You're Welcome America. A Final Night with George W. Bush
Will Ferrell's 80-minute show about the 43rd President of the United States will strike some audiences as hilarious and others as unnecessarily vulgar.
As a result, theatergoers who relish this kind of somewhat juvenile yukfest will likely laugh out loud through most of the gag-filled text as Ferrell flawlessly showcases the Bush mimicry he first honed on Saturday Night Live. Other audience members, however, may find much of the material in the 80-minute show as unnecessarily vulgar -- even bordering-on-the-obscene -- instead of hilarious.
As Bush -- who arrives in an unusual fashion onto Eugene Lee's star-spangled set -- recounts his family history and his past eight years in office, he recalls such nostalgic moments as Dick Cheney behaving with sexual abandon in the White House basement; a dray-horse-like Barbara Bush rescuing her hubby and the male Bush siblings from a gone-awry abandoned-mine excursion in Texas; Dubya's seemingly homosexual tryst with old buddy Dave Rothschild in the 1970s; not to mention a visit from a raunchily gyrating Condoleezza Rice (played by Pia Glenn, part of the show's little-used four-member supporting troupe).
Furthermore, the affable comic -- aided by video designers Lisa Cuscuna and Chris Cronin -- also has the unembarrassed George flash an up-close-and-personal snapshot of what he claims are his private parts.
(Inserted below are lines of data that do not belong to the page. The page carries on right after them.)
//! Collaborator contracts for the persistence layer.
//!
//! The engine owns no storage. It reads club facts through [`ClubStore`]
//! and writes exactly one thing — the derived membership-state cache —
//! through [`MembershipStateStore`].

use std::sync::Arc;

use async_trait::async_trait;
use thiserror::Error;

use clubdues_core::{HouseholdId, PersonId, SportId};
use clubdues_fees::FeeScheduleEntry;
use clubdues_membership::{Enrollment, Household, Person, Settings, Sport, StateRecord};

/// Store operation error.
#[derive(Debug, Error)]
pub enum StoreError {
    /// Unknown id. Surfaced to the caller as-is, never retried.
    #[error("{entity} {id} not found")]
    NotFound { entity: &'static str, id: String },

    /// A write-time integrity rule was violated (duplicate effective date,
    /// second open enrollment for a pair, dangling household reference, ...).
    #[error("integrity violation: {0}")]
    Integrity(String),

    /// The persistence layer reported a concurrent-write conflict.
    #[error("write conflict: {0}")]
    Conflict(String),

    /// Fetch/persist failure, wrapped with the entity it concerned.
    #[error("{entity} store failure")]
    Backend {
        entity: &'static str,
        #[source]
        source: anyhow::Error,
    },
}

impl StoreError {
    pub fn not_found(entity: &'static str, id: impl ToString) -> Self {
        Self::NotFound {
            entity,
            id: id.to_string(),
        }
    }

    pub fn integrity(msg: impl Into<String>) -> Self {
        Self::Integrity(msg.into())
    }

    pub fn conflict(msg: impl Into<String>) -> Self {
        Self::Conflict(msg.into())
    }

    pub fn backend(entity: &'static str, source: impl Into<anyhow::Error>) -> Self {
        Self::Backend {
            entity,
            source: source.into(),
        }
    }
}

/// Read-only view of club facts.
///
/// Every call returns a snapshot taken at call time; no consistency across
/// calls is promised (a read racing a recalculation may see the state from
/// before or after it, never a torn one).
#[async_trait]
pub trait ClubStore: Send + Sync {
    async fn person(&self, id: PersonId) -> Result<Person, StoreError>;
    async fn persons(&self) -> Result<Vec<Person>, StoreError>;

    async fn household(&self, id: HouseholdId) -> Result<Household, StoreError>;
    async fn household_members(&self, id: HouseholdId) -> Result<Vec<Person>, StoreError>;

    async fn sport(&self, id: SportId) -> Result<Sport, StoreError>;
    async fn sports(&self) -> Result<Vec<Sport>, StoreError>;

    /// All enrollment periods of a person, historical ones included,
    /// ordered by `joined`.
    async fn enrollments_for_person(&self, id: PersonId) -> Result<Vec<Enrollment>, StoreError>;

    /// Enrollments with `left == None` in the given sport.
    async fn open_enrollments_for_sport(&self, id: SportId) -> Result<Vec<Enrollment>, StoreError>;

    /// Full fee history of a sport, ordered by `effective_from`.
    async fn fee_history(&self, id: SportId) -> Result<Vec<FeeScheduleEntry>, StoreError>;

    async fn settings(&self) -> Result<Settings, StoreError>;
}

/// Membership-state cache writes. Only the recalculation orchestrator is
/// supposed to call this.
#[async_trait]
pub trait MembershipStateStore: Send + Sync {
    /// Persist a derived state atomically: state, reason and timestamp land
    /// together or not at all.
    async fn save_state(
        &self,
        person_id: PersonId,
        record: StateRecord,
    ) -> Result<(), StoreError>;

    /// The cached record of the last persisted recalculation, if any.
    async fn state_record(&self, person_id: PersonId) -> Result<Option<StateRecord>, StoreError>;
}

#[async_trait]
impl<S> ClubStore for Arc<S>
where
    S: ClubStore + ?Sized,
{
    async fn person(&self, id: PersonId) -> Result<Person, StoreError> {
        (**self).person(id).await
    }

    async fn persons(&self) -> Result<Vec<Person>, StoreError> {
        (**self).persons().await
    }

    async fn household(&self, id: HouseholdId) -> Result<Household, StoreError> {
        (**self).household(id).await
    }

    async fn household_members(&self, id: HouseholdId) -> Result<Vec<Person>, StoreError> {
        (**self).household_members(id).await
    }

    async fn sport(&self, id: SportId) -> Result<Sport, StoreError> {
        (**self).sport(id).await
    }

    async fn sports(&self) -> Result<Vec<Sport>, StoreError> {
        (**self).sports().await
    }

    async fn enrollments_for_person(&self, id: PersonId) -> Result<Vec<Enrollment>, StoreError> {
        (**self).enrollments_for_person(id).await
    }

    async fn open_enrollments_for_sport(&self, id: SportId) -> Result<Vec<Enrollment>, StoreError> {
        (**self).open_enrollments_for_sport(id).await
    }

    async fn fee_history(&self, id: SportId) -> Result<Vec<FeeScheduleEntry>, StoreError> {
        (**self).fee_history(id).await
    }

    async fn settings(&self) -> Result<Settings, StoreError> {
        (**self).settings().await
    }
}

#[async_trait]
impl<S> MembershipStateStore for Arc<S>
where
    S: MembershipStateStore + ?Sized,
{
    async fn save_state(
        &self,
        person_id: PersonId,
        record: StateRecord,
    ) -> Result<(), StoreError> {
        (**self).save_state(person_id, record).await
    }

    async fn state_record(&self, person_id: PersonId) -> Result<Option<StateRecord>, StoreError> {
        (**self).state_record(person_id).await
    }
}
Towards show's end, Ferrell also has patrons shout out their names and occupations so that, Bush-like, he can give them instant nicknames, a bit that's almost sure to guarantee chuckles.
Indeed, even those audience members who are not Ferrell's biggest fans (myself included) may nevertheless end up appreciating the enterprise on a deeper level -- as a masterful character study that accumulates power the longer Ferrell portrays "W" as the affable gladhander and backslapper he's always appeared to be.